- _RECORDS SHOWN_
╭──

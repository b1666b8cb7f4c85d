pub mod decorator;

mod window_manager;

use std::fmt;

use crate::geometry::{Color, Rect};
use crate::layout::Dock;

pub use window_manager::WindowManager;

/// Stable handle for a registered window.
#[derive(Debug, Clone, Copy, PartialEq, Eq, Hash, PartialOrd, Ord)]
pub struct WindowId(pub u32);

impl fmt::Display for WindowId {
    fn fmt(&self, f: &mut fmt::Formatter<'_>) -> fmt::Result {
        write!(f, "#{}", self.0)
    }
}

/// Interaction state of a window.
///
/// Dragging and docked are separate variants, so a window can never be
/// both at once.
#[derive(Debug, Clone, Copy, PartialEq, Eq, Default)]
pub enum WindowState {
    #[default]
    Free,
    /// Following the cursor; the offset is cursor minus rect origin at grab.
    Dragging { offset_x: i32, offset_y: i32 },
    /// Laid out from its parent; the stored rect is ignored.
    Docked(Dock),
}

#[derive(Debug, Clone)]
pub struct Window {
    /// Authoritative only while not docked.
    rect: Rect,
    color: Color,
    state: WindowState,
}

impl Window {
    fn new(rect: Rect, color: Color) -> Self {
        Self {
            rect,
            color,
            state: WindowState::Free,
        }
    }

    pub fn rect(&self) -> Rect {
        self.rect
    }

    pub fn state(&self) -> WindowState {
        self.state
    }

    pub fn is_dragged(&self) -> bool {
        matches!(self.state, WindowState::Dragging { .. })
    }

    pub fn is_docked(&self) -> bool {
        matches!(self.state, WindowState::Docked(_))
    }

    pub fn dock(&self) -> Option<Dock> {
        match self.state {
            WindowState::Docked(dock) => Some(dock),
            _ => None,
        }
    }

    /// Zero unless dragging.
    pub fn drag_offset(&self) -> (i32, i32) {
        match self.state {
            WindowState::Dragging { offset_x, offset_y } => (offset_x, offset_y),
            _ => (0, 0),
        }
    }
}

╰──

- _WHAT NEEDS TO BE DONE_
Retype the listing in full, keeping every word as it appears.

- _ANSWER_
repository b1666b8cb7f4c85d
pub mod decorator;

mod window_manager;

use std::fmt;

use crate::geometry::{Color, Rect};
use crate::layout::Dock;

pub use window_manager::WindowManager;

/// Stable handle for a registered window.
#[derive(Debug, Clone, Copy, PartialEq, Eq, Hash, PartialOrd, Ord)]
pub struct WindowId(pub u32);

impl fmt::Display for WindowId {
    fn fmt(&self, f: &mut fmt::Formatter<'_>) -> fmt::Result {
        write!(f, "#{}", self.0)
    }
}

/// Interaction state of a window.
///
/// Dragging and docked are separate variants, so a window can never be
/// both at once.
#[derive(Debug, Clone, Copy, PartialEq, Eq, Default)]
pub enum WindowState {
    #[default]
    Free,
    /// Following the cursor; the offset is cursor minus rect origin at grab.
    Dragging { offset_x: i32, offset_y: i32 },
    /// Laid out from its parent; the stored rect is ignored.
    Docked(Dock),
}

#[derive(Debug, Clone)]
pub struct Window {
    /// Authoritative only while not docked.
    rect: Rect,
    color: Color,
    state: WindowState,
}

impl Window {
    fn new(rect: Rect, color: Color) -> Self {
        Self {
            rect,
            color,
            state: WindowState::Free,
        }
    }

    pub fn rect(&self) -> Rect {
        self.rect
    }

    pub fn state(&self) -> WindowState {
        self.state
    }

    pub fn is_dragged(&self) -> bool {
        matches!(self.state, WindowState::Dragging { .. })
    }

    pub fn is_docked(&self) -> bool {
        matches!(self.state, WindowState::Docked(_))
    }

    pub fn dock(&self) -> Option<Dock> {
        match self.state {
            WindowState::Docked(dock) => Some(dock),
            _ => None,
        }
    }

    /// Zero unless dragging.
    pub fn drag_offset(&self) -> (i32, i32) {
        match self.state {
            WindowState::Dragging { offset_x, offset_y } => (offset_x, offset_y),
            _ => (0, 0),
        }
    }
}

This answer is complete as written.